Making Premarital Agreements Stick

Premarital agreements are notoriously easy to attack and difficult to defend. With more and more couples considering premarital agreements, it is helpful to understand some of the basic provisions that must be covered to ensure your premarital agreement is valid.

As outlined in the article "Making It Stick" by Willard H. Dasilva in the ABA publication, "Family Advocate" Winter 2011 issue, there are five factors that must be addressed in order for a premarital agreement to have the best chance of being upheld:

1. FULL FINANCIAL DISCLOSURE

The first requirement in any valid premarital agreement is that each party makes a full financial disclosure to the other party. This financial disclosure process may occur in a variety of ways such as the preparation and exchange of detailed financial statements that may be attached to the premarital agreement itself, or it may simply be a statement of each party's respective assets and debts set forth within the premarital agreement. Whatever shape the financial disclosure may take, it is imperative that the premarital agreement acknowledge that such a financial disclosure has taken place in order to be valid.

2. TIME ELEMENT

The "time" factor considered in constructing a valid premarital agreement begins with commencement of negotiations and ends when the parties sign the agreement. According to the article referenced above, "the agreement should be consummated before the caterer is booked for the wedding and before the wedding invitations are sent out to prospective guests." Although this warning merely stresses the point that valid premarital agreements are drafted and signed after each party has had sufficient time to review and consider all provisions of the agreements, the Uniform Premarital Agreement Act (UPAA), as enacted in California on January 1, 2986, sets forth specific time sensitive requirements. Family Code Section 1615(c)(2), states that a premarital agreement will not be found to have been entered into voluntarily if it is found that, "The party against whom enforcement is sought had not less than seven calendar days between the time that party was first presented with the agreement and advised to seek independent counsel and the time the agreement was signed." Whatever time requirements your jurisdiction may impose, one thing is certain: if the premarital agreement is presented for the first time and signed the night before the wedding, it will likely be vulnerable to attack later on.

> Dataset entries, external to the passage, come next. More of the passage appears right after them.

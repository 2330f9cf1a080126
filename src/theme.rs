//! Content themes
//!
//! A content theme is an ordered table of `--ef-*` CSS variables written onto
//! the exported document root. Named themes come from a fixed table; anything
//! else read back from an import is kept as a custom theme.

use serde::{Deserialize, Serialize};
use std::collections::BTreeMap;

pub const DEFAULT_THEME: &str = "glassmorphism";

/// Editor chrome themes. Carried through JSON export, not rendered here.
pub const EDITOR_THEMES: &[&str] = &["glassmorphism", "simple-modern", "colorful"];

type Table = &'static [(&'static str, &'static str)];

const GLASSMORPHISM: Table = &[
    ("--ef-bg", "linear-gradient(135deg, #667eea 0%, #764ba2 100%)"),
    ("--ef-card-bg", "rgba(255, 255, 255, 0.1)"),
    ("--ef-card-border", "rgba(255, 255, 255, 0.2)"),
    ("--ef-text-primary", "#f8fafc"),
    ("--ef-text-secondary", "rgba(248, 250, 252, 0.8)"),
    ("--ef-code-bg", "rgba(0, 0, 0, 0.3)"),
    ("--ef-code-text", "#4ade80"),
    ("--ef-tip-bg", "rgba(255, 255, 255, 0.1)"),
    ("--ef-tip-border", "#6366f1"),
    ("--ef-cta-bg", "rgba(255, 255, 255, 0.1)"),
    ("--ef-cta-text", "#f8fafc"),
    ("--ef-cta-btn-primary", "linear-gradient(135deg, #6366f1, #8b5cf6)"),
    ("--ef-cta-btn-secondary", "rgba(255, 255, 255, 0.1)"),
    ("--ef-table-header-bg", "rgba(255, 255, 255, 0.1)"),
];

const SIMPLE_MODERN: Table = &[
    ("--ef-bg", "#f8f9fa"),
    ("--ef-card-bg", "#ffffff"),
    ("--ef-card-border", "#dee2e6"),
    ("--ef-text-primary", "#212529"),
    ("--ef-text-secondary", "#6c757d"),
    ("--ef-code-bg", "#f8f9fa"),
    ("--ef-code-text", "#d63384"),
    ("--ef-tip-bg", "#cfe2ff"),
    ("--ef-tip-border", "#0d6efd"),
    ("--ef-cta-bg", "#e7f3ff"),
    ("--ef-cta-text", "#0a3d80"),
    ("--ef-cta-btn-primary", "#0d6efd"),
    ("--ef-cta-btn-secondary", "#ffffff"),
    ("--ef-table-header-bg", "#e7f1ff"),
];

const COLORFUL: Table = &[
    ("--ef-bg", "linear-gradient(135deg, #fef3c7 0%, #fde68a 50%, #fcd34d 100%)"),
    ("--ef-card-bg", "rgba(255, 255, 255, 0.9)"),
    ("--ef-card-border", "#fbbf24"),
    ("--ef-text-primary", "#78350f"),
    ("--ef-text-secondary", "#92400e"),
    ("--ef-code-bg", "#1e293b"),
    ("--ef-code-text", "#fbbf24"),
    ("--ef-tip-bg", "#dbeafe"),
    ("--ef-tip-border", "#3b82f6"),
    ("--ef-cta-bg", "linear-gradient(135deg, #f59e0b, #d97706)"),
    ("--ef-cta-text", "#ffffff"),
    ("--ef-cta-btn-primary", "linear-gradient(135deg, #dc2626, #b91c1c)"),
    ("--ef-cta-btn-secondary", "#dba213ff"),
    ("--ef-table-header-bg", "linear-gradient(135deg, #fbbf24, #f59e0b)"),
];

const CLEAN_WHITE: Table = &[
    ("--ef-bg", "#ffffff"),
    ("--ef-card-bg", "#f8f9fa"),
    ("--ef-card-border", "#dee2e6"),
    ("--ef-text-primary", "#212529"),
    ("--ef-text-secondary", "#6c757d"),
    ("--ef-code-bg", "#f1f3f5"),
    ("--ef-code-text", "#c92a2a"),
    ("--ef-tip-bg", "#e9ecef"),
    ("--ef-tip-border", "#868e96"),
    ("--ef-cta-bg", "#f8f9fa"),
    ("--ef-cta-text", "#212529"),
    ("--ef-cta-btn-primary", "#212529"),
    ("--ef-cta-btn-secondary", "#ffffff"),
    ("--ef-table-header-bg", "#e9ecef"),
];

const DARK_PROFESSIONAL: Table = &[
    ("--ef-bg", "#0f172a"),
    ("--ef-card-bg", "#1e293b"),
    ("--ef-card-border", "#334155"),
    ("--ef-text-primary", "#f1f5f9"),
    ("--ef-text-secondary", "#cbd5e1"),
    ("--ef-code-bg", "#020617"),
    ("--ef-code-text", "#38bdf8"),
    ("--ef-tip-bg", "#1e293b"),
    ("--ef-tip-border", "#3b82f6"),
    ("--ef-cta-bg", "#334155"),
    ("--ef-cta-text", "#f1f5f9"),
    ("--ef-cta-btn-primary", "linear-gradient(135deg, #3b82f6, #2563eb)"),
    ("--ef-cta-btn-secondary", "rgba(255, 255, 255, 0.1)"),
    ("--ef-table-header-bg", "#334155"),
];

/// Named content themes in listing order
pub const CONTENT_THEMES: &[(&str, Table)] = &[
    ("glassmorphism", GLASSMORPHISM),
    ("simple-modern", SIMPLE_MODERN),
    ("colorful", COLORFUL),
    ("clean-white", CLEAN_WHITE),
    ("dark-professional", DARK_PROFESSIONAL),
];

pub fn content_table(name: &str) -> Option<Table> {
    CONTENT_THEMES
        .iter()
        .find(|(theme, _)| *theme == name)
        .map(|(_, table)| *table)
}

/// A content theme: a named table or a custom variable set
#[derive(Debug, Clone, PartialEq, Eq, Serialize, Deserialize)]
#[serde(untagged)]
pub enum Theme {
    Named(String),
    Custom(BTreeMap<String, String>),
}

impl Theme {
    pub fn named(name: impl Into<String>) -> Self {
        Theme::Named(name.into())
    }

    /// Variables to emit; unknown names fall back to the default table
    pub fn variables(&self) -> Vec<(String, String)> {
        match self {
            Theme::Named(name) => content_table(name)
                .unwrap_or(GLASSMORPHISM)
                .iter()
                .map(|(k, v)| (k.to_string(), v.to_string()))
                .collect(),
            Theme::Custom(vars) => vars.iter().map(|(k, v)| (k.clone(), v.clone())).collect(),
        }
    }

    /// Inline style declaration list, `--ef-bg: ...; --ef-card-bg: ...`
    pub fn style(&self) -> String {
        self.variables()
            .iter()
            .map(|(k, v)| format!("{k}: {v}"))
            .collect::<Vec<_>>()
            .join("; ")
    }

    /// Read a theme back from a root element's inline style.
    ///
    /// Returns `None` when the style carries no `--ef-*` variables.
    pub fn from_style(style: &str) -> Option<Self> {
        let vars = extract_variables(style);
        if vars.is_empty() {
            return None;
        }

        let named = CONTENT_THEMES.iter().find(|(_, table)| {
            table.len() == vars.len()
                && table
                    .iter()
                    .all(|(k, v)| vars.get(*k).map(String::as_str) == Some(*v))
        });

        Some(match named {
            Some((name, _)) => Theme::named(*name),
            None => Theme::Custom(vars),
        })
    }
}

impl Default for Theme {
    fn default() -> Self {
        Theme::named(DEFAULT_THEME)
    }
}

/// `--ef-*` declarations of an inline style
pub fn extract_variables(style: &str) -> BTreeMap<String, String> {
    style
        .split(';')
        .filter_map(|decl| decl.split_once(':'))
        .map(|(key, value)| (key.trim(), value.trim()))
        .filter(|(key, value)| key.starts_with("--ef-") && !value.is_empty())
        .map(|(key, value)| (key.to_string(), value.to_string()))
        .collect()
}

#[cfg(test)]
mod tests {
    use super::*;

    #[test]
    fn test_every_named_theme_detected_from_its_style() {
        for (name, _) in CONTENT_THEMES {
            let style = Theme::named(*name).style();
            assert_eq!(Theme::from_style(&style), Some(Theme::named(*name)));
        }
    }

    #[test]
    fn test_unknown_name_falls_back() {
        assert_eq!(Theme::named("neon").variables(), Theme::default().variables());
    }

    #[test]
    fn test_custom_theme_kept() {
        let theme = Theme::from_style("--ef-bg: #000; --ef-text-primary: #fff; color: red").unwrap();
        let Theme::Custom(vars) = &theme else {
            panic!("expected custom theme");
        };
        assert_eq!(vars.len(), 2);
        assert_eq!(vars["--ef-bg"], "#000");
    }

    #[test]
    fn test_style_without_variables() {
        assert_eq!(Theme::from_style("color: red; margin: 0"), None);
        assert_eq!(Theme::from_style(""), None);
    }

    #[test]
    fn test_serde_untagged() {
        let named: Theme = serde_json::from_str(r#""dark-professional""#).unwrap();
        assert_eq!(named, Theme::named("dark-professional"));
        let custom: Theme = serde_json::from_str(r##"{"--ef-bg":"#111"}"##).unwrap();
        assert!(matches!(custom, Theme::Custom(_)));
    }
}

3. SEPARATE LEGAL REPRESENTATION

Each party having separate legal representation is one of the primary ways to protect the validity of a premarital agreement. Although it may not be required in every jurisdiction, parties wishing to ensure that their premarital agreement is upheld, would be wise to obtain individual counsel, the reason being that, "the mere claim that a party did not have proper understanding may be the basis for litigation to set aside the agreement." In order to further protect an agreement from future attack, there should be no direct contact between one party and the attorney for the other party. In situations where one party has greater financial resources than the other and wishes to pay for the party in the inferior financial position to have legal representation, the financially superior party should give the other party the money so that he/she may then select his/her own attorney as opposed to the financially superior party selecting and paying for an attorney for the other party directly.

4. PROPER ACKNOWLEDGMENT

Jurisdictions vary on the specifics of this factor, but like any legal document, proper procedures should be followed with respect to any given jurisdiction's requirements. For example, some states require that premarital agreements be signed in the presence of a notary. Parties should consult with an attorney to determine what their respective jurisdiction requires in the execution of a premarital agreement.

5. BASIC FAIRNESS

Finally, premarital agreements, like any other contract, must possess the element of "basic fairness." The agreement may favor one side over the other on any given issue or issues, but it must not be so egregiously one-sided that it awards one party everything and leaves the other party with nothing. The above-cited article reminds readers of the basic principle of law that, "agreements that are subject to enforcement must be fair when made and not unconscionable at the time of enforcement." A good way to protect a premarital agreement that awards many benefits to one party and leaves the other party with very little is to include a "sunset provision" which sets forth a timeline for when the given benefits or provisions will expire. Another helpful provision to add to a premarital agreement that awards one party substantial benefits not otherwise entitled to him/her by law is to specifically include at least one element of fairness directed toward the other party so as to show that the agreement is not completely one sided.

These five factors are merely basic considerations to make when contemplating or drafting a premarital agreement and are by no means sufficient to ensure a valid premarital agreement in any given circumstance. To ensure that your premarital agreement is drafted so as to give it the best chance of withstanding future attack, both parties should consult with independent legal counsel to draft and/or review their premarital agreement.